Me - watakushi, watashi, washi, atakushi, atashi, boku, ore, ora, sessha. One of the problems with subtitling/dubbing is that it generally doesn't cover the deferences of pronouns. Watakushi is gender-independent and is more or less formal in modern times. Watashi is the less formal form. Washi is just a more casual variant on watashi. Atakushi and atashi are pretty much the same, except they are not gender-independent. They're both exclusively feminine terms. Boku is a masculine term, but is typically used by younger men – not very overtly masculine, and there’s no major impoliteness to it. Ore is actually more overtly masculine and would be considered disrespectful in the company of non-familiars, or at least in the company of women. In anime, though, there are quite a few characters whose personalities are overtly masculine, so they would generally use such terms. There are of course, allowances that can be made. Take for instance Ranma in Ranma 1/2 -- when he changes genders, you don't really hear his dialogue change -- except, of course, when he's pretending to be Ranko-chan in front of his mother ^_^. Ora is a fairly casual thought-to-be unisex term that is more often used by males than anyone else (Japanese men are lazy talkers). Sessha is rather on the opposite extreme from “ore.” It’s overtly polite and humble... More along the lines of saying “this lowly one” rather than just “me.”

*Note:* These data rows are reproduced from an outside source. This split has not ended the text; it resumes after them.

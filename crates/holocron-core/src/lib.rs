//! Holocron Core - Domain types, error handling, and configuration.

pub mod config;
pub mod error;
pub mod models;
pub mod source;
pub mod sync;

pub use config::{
    default_config_path, load_mirrors_config, DbConfig, HttpConfig, MirrorEntry, MirrorsConfig,
    SyncConfig, DEFAULT_BASE_URL,
};
pub use error::{AppError, FetchError, SyncError, SyncStage};
pub use models::{
    BodyRecord, CatalogStats, CelestialBody, Character, CharacterRecord, Collection,
    NewProduction, Production, ProductionRecord,
};
pub use source::CollectionSource;
pub use sync::{SyncReport, SyncStats, UpsertOutcome};
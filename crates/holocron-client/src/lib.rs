//! Holocron Client - HTTP access to SWAPI-compatible catalogs
//!
//! - [`swapi`] - paginated collection fetcher with whole-collection retry
//!
//! The fetcher implements [`holocron_core::CollectionSource`], which is what the
//! sync coordinator consumes.

pub mod swapi;

pub use swapi::SwapiClient;
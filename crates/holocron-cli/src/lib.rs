//! Holocron CLI - Command-line interface for the Holocron catalog mirror
//!
//! This crate wires the HTTP fetcher and the SQLite store together.

pub mod config;

use std::path::PathBuf;

use holocron_client::SwapiClient;
use holocron_core::config::{MirrorsConfig, SyncConfig, DEFAULT_BASE_URL};
use holocron_core::error::AppError;
use holocron_core::sync::SyncReport;
use holocron_db::SyncCoordinator;
use sqlx::SqlitePool;
use tokio_util::sync::CancellationToken;

pub use config::{Command, Config};

/// `EX_TEMPFAIL` from sysexits.h.
pub const EXIT_TEMPFAIL: u8 = 75;

/// Runs one sync against the endpoint described by `config`.
///
/// The store is either fully updated or untouched when this returns.
pub async fn sync_catalog(
    pool: &SqlitePool,
    config: &SyncConfig,
    cancel: &CancellationToken,
) -> Result<SyncReport, AppError> {
    let client = SwapiClient::new(config)?;
    let report = SyncCoordinator::new(pool.clone(), client)
        .run(config, cancel)
        .await?;
    Ok(report)
}

/// Sync flags as given on the command line.
#[derive(Debug, Default)]
pub struct SyncArgs {
    pub base: Option<String>,
    pub mirror: Option<String>,
    pub insecure: bool,
    pub limit_people: Option<u64>,
}

/// Builds the run configuration: a named mirror wins over `--base`, which wins
/// over the public default. `--insecure` always disables verification.
pub fn resolve_sync_config(
    args: &SyncArgs,
    mirrors: &MirrorsConfig,
) -> Result<SyncConfig, AppError> {
    let (base_url, verify_tls) = match &args.mirror {
        Some(name) => {
            let mirror = mirrors.find_by_name(name).ok_or_else(|| {
                AppError::ConfigError(format!("mirror '{}' not found or disabled", name))
            })?;
            (mirror.url.clone(), mirror.verify_tls)
        }
        None => (
            args.base
                .clone()
                .unwrap_or_else(|| DEFAULT_BASE_URL.to_string()),
            true,
        ),
    };

    Ok(SyncConfig {
        base_url,
        verify_tls: verify_tls && !args.insecure,
        people_limit: args.limit_people.map(|n| n as usize),
        ..SyncConfig::default()
    })
}

/// Exit status for a failed sync. Transient network failures map to
/// [`EXIT_TEMPFAIL`] so schedulers can tell them from configuration or store
/// problems; everything else is 1.
pub fn failure_exit_status(err: &AppError) -> u8 {
    if err.is_retryable() {
        EXIT_TEMPFAIL
    } else {
        1
    }
}

/// Path of the default database file: `<data dir>/holocron/holocron.db`.
pub fn default_database_path() -> PathBuf {
    dirs::data_dir()
        .map(|d| d.join("holocron"))
        .unwrap_or_else(|| PathBuf::from("."))
        .join("holocron.db")
}

#[cfg(test)]
mod tests {
    use super::*;
    use holocron_core::config::MirrorEntry;

    fn mirrors() -> MirrorsConfig {
        MirrorsConfig {
            mirrors: vec![MirrorEntry {
                name: "lab".to_string(),
                url: "https://lab.local/api".to_string(),
                verify_tls: false,
                enabled: true,
                description: None,
            }],
        }
    }

    #[test]
    fn test_default_endpoint() {
        let config =
            resolve_sync_config(&SyncArgs::default(), &MirrorsConfig::default()).unwrap();
        assert_eq!(config.base_url, DEFAULT_BASE_URL);
        assert!(config.verify_tls);
        assert!(config.people_limit.is_none());
    }

    #[test]
    fn test_base_and_insecure() {
        let args = SyncArgs {
            base: Some("https://swapi.py4e.com/api".to_string()),
            insecure: true,
            limit_people: Some(5),
            ..Default::default()
        };
        let config = resolve_sync_config(&args, &MirrorsConfig::default()).unwrap();
        assert_eq!(config.base_url, "https://swapi.py4e.com/api");
        assert!(!config.verify_tls);
        assert_eq!(config.people_limit, Some(5));
    }

    #[test]
    fn test_mirror_overrides_base() {
        let args = SyncArgs {
            base: Some("https://ignored.example/api".to_string()),
            mirror: Some("LAB".to_string()),
            ..Default::default()
        };
        let config = resolve_sync_config(&args, &mirrors()).unwrap();
        assert_eq!(config.base_url, "https://lab.local/api");
        assert!(!config.verify_tls);
    }

    #[test]
    fn test_unknown_mirror() {
        let args = SyncArgs {
            mirror: Some("nope".to_string()),
            ..Default::default()
        };
        let result = resolve_sync_config(&args, &mirrors());
        assert!(matches!(result, Err(AppError::ConfigError(_))));
    }

    #[test]
    fn test_failure_exit_status() {
        use holocron_core::{FetchError, SyncError, SyncStage};

        let outage = AppError::Sync(SyncError::from_fetch(
            SyncStage::Characters,
            FetchError::Network {
                collection: "people".to_string(),
                attempts: 3,
                message: "HTTP 502".to_string(),
            },
        ));
        assert_eq!(failure_exit_status(&outage), EXIT_TEMPFAIL);

        let tls = AppError::Sync(SyncError::from_fetch(
            SyncStage::Bodies,
            FetchError::Tls {
                collection: "planets".to_string(),
                attempts: 3,
                message: "certificate verify failed".to_string(),
            },
        ));
        assert_eq!(failure_exit_status(&tls), 1);

        let config = AppError::ConfigError("bad mirror".to_string());
        assert_eq!(failure_exit_status(&config), 1);
    }

    #[test]
    fn test_default_database_path() {
        assert!(default_database_path().ends_with("holocron.db"));
    }
}
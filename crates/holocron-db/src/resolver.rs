//! External identifier → local row id mapping.

use std::collections::{HashMap, HashSet};

/// Resolves the URLs one remote record uses to point at another kind.
///
/// Built from the records of the referenced kind right after they were upserted,
/// so every record carrying a URL has an entry.
#[derive(Debug, Default, Clone)]
pub struct ReferenceMap {
    ids: HashMap<String, i64>,
}

/// Outcome of resolving one record's reference list.
#[derive(Debug, Default, Clone, PartialEq, Eq)]
pub struct Resolved {
    /// Local ids in first-seen order, without duplicates.
    pub ids: Vec<i64>,
    /// References with no entry in the map.
    pub misses: usize,
}

impl ReferenceMap {
    pub fn new() -> Self {
        Self::default()
    }

    /// Builds a map from `(external url, local id)` pairs.
    /// Pairs without a URL cannot be referenced and are skipped.
    pub fn from_upserted<'a, I>(pairs: I) -> Self
    where
        I: IntoIterator<Item = (Option<&'a str>, i64)>,
    {
        let mut map = Self::new();
        for (url, id) in pairs {
            if let Some(url) = url {
                map.insert(url, id);
            }
        }
        map
    }

    pub fn insert(&mut self, url: &str, id: i64) {
        self.ids.insert(url.to_string(), id);
    }

    pub fn get(&self, url: &str) -> Option<i64> {
        self.ids.get(url).copied()
    }

    pub fn len(&self) -> usize {
        self.ids.len()
    }

    pub fn is_empty(&self) -> bool {
        self.ids.is_empty()
    }

    /// Resolves every reference it can. Unknown references are skipped, not errors:
    /// the remote is allowed to point at records it does not serve.
    pub fn resolve<S: AsRef<str>>(&self, refs: &[S]) -> Resolved {
        let mut seen = HashSet::new();
        let mut resolved = Resolved::default();

        for r in refs {
            match self.get(r.as_ref()) {
                Some(id) => {
                    if seen.insert(id) {
                        resolved.ids.push(id);
                    }
                }
                None => {
                    tracing::debug!(reference = r.as_ref(), "Skipping dangling reference");
                    resolved.misses += 1;
                }
            }
        }

        resolved
    }
}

You - omae, omee, kisama, kimi, anata, anta, onore, temee. Omae is used rather generally in Anime, and supposedly is starting to be used similarly among Japanese teenagers. It originally had a romantic connotation (boyfriend-girlfriend) to it, and purists still construe it that way. Outside of that, it is also used only among familiars -- the use of omae in unfamiliar company is considered rude -- I would refrain from it entirely. Purists do still dominate the Japanese population... Omee apparently exhibits no deference, but at least suggests that you don't dislike the person you're speaking to. I'm not too sure about that, though, so don't take it to wit. Kimi is probably the best example of a term that suggests no deference whatsoever. It might be considered a mildly masculine term, but not too much. Anata can also be considered as a term with no deference, but it has other meanings besides just "you." It can also be used as a term of endearment from wife->husband... But such cases are obvious. Anta is a mildly feminine term that probably just came about as an informal form of anata. It has, though, been used by men quite frequently -- mostly to be polite. Onore and Kisama are both far from polite. They are both considered extremely rude. In Anime, you'll often find people use onore and kisama to indicate their disdain for the other character. There also exist cases like Vegeta (DBZ) who were originally villains and will use 'kisama' by force of habit. Temee ranks among Kisama and Onore. Note that they are often used by themselves to indicate disdain purely -- like "Damn you." or "Why, you..." -- more common for "damn you" would be "Kono yaro~~!!!"
He/Him/She/Her/Them/They - Aitsu, Yatsu, Koitsu, Anohito, Anoyaro. There's no deference in Aitsu or Yatsu, but is considered casual -- use with caution. Another form of yatsu is anna-yatsu -- "that person." Koitsu does exhibit some negative deference, but nothing major -- I've sometimes heard it being used as "it" -- I don't know if I just misheard soitsu or what... Anohito is the truly polite form because it is unquestionably neutral. Notably derived from the same root as hitori. Ano is along the lines of "that." Literally it would probably come out more like "that particular person." This also means anohito cannot be used as "them" the way, say, koitsu can. Anoyaro is similar in meaning to anohito, but definitely has a strong sign of disliking. Yaro also shows up in a million different ways -- bakayaro ("stupid person", but far more severe, usually), kusoyaro ("you little shit"), etc.